//! Seams to the outside world used by the planner and the engine

use std::path::Path;

use thiserror::Error;

/// Content digest used for change detection
pub trait ContentHasher: Send + Sync {
    /// # Errors
    ///
    /// Returns the underlying I/O error if the file cannot be read.
    fn digest(&self, path: &Path) -> std::io::Result<String>;
}

/// Failure reported by a page counter for one document
#[derive(Error, Debug, Clone, PartialEq, Eq)]
#[error("{reason}")]
pub struct PageCountError {
    pub reason: String,
}

impl PageCountError {
    pub fn new(reason: impl Into<String>) -> Self {
        Self {
            reason: reason.into(),
        }
    }
}

/// Counts pages of multi-page documents
pub trait PageCounter: Send + Sync {
    /// # Errors
    ///
    /// Returns `PageCountError` on an unreadable or corrupt document.
    fn count_pages(&self, path: &Path) -> Result<u32, PageCountError>;
}

/// Fire-and-forget replication of a copied book file
pub trait Replicator: Send + Sync {
    /// Schedule replication; must not block on the remote
    fn replicate(&self, book_id: i64, relative_path: &str);
}

/// Replication disabled
pub struct NoopReplicator;

impl Replicator for NoopReplicator {
    fn replicate(&self, _book_id: i64, _relative_path: &str) {}
}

##############################

- Exercise aim:
Using the exact wording, repeat all the entries.

- Output for this exercise:
//! Seams to the outside world used by the planner and the engine

use std::path::Path;

use thiserror::Error;

/// Content digest used for change detection
pub trait ContentHasher: Send + Sync {
    /// # Errors
    ///
    /// Returns the underlying I/O error if the file cannot be read.
    fn digest(&self, path: &Path) -> std::io::Result<String>;
}

/// Failure reported by a page counter for one document
#[derive(Error, Debug, Clone, PartialEq, Eq)]
#[error("{reason}")]
pub struct PageCountError {
    pub reason: String,
}

impl PageCountError {
    pub fn new(reason: impl Into<String>) -> Self {
        Self {
            reason: reason.into(),
        }
    }
}

/// Counts pages of multi-page documents
pub trait PageCounter: Send + Sync {
    /// # Errors
    ///
    /// Returns `PageCountError` on an unreadable or corrupt document.
    fn count_pages(&self, path: &Path) -> Result<u32, PageCountError>;
}

/// Fire-and-forget replication of a copied book file
pub trait Replicator: Send + Sync {
    /// Schedule replication; must not block on the remote
    fn replicate(&self, book_id: i64, relative_path: &str);
}

/// Replication disabled
pub struct NoopReplicator;

impl Replicator for NoopReplicator {
    fn replicate(&self, _book_id: i64, _relative_path: &str) {}
}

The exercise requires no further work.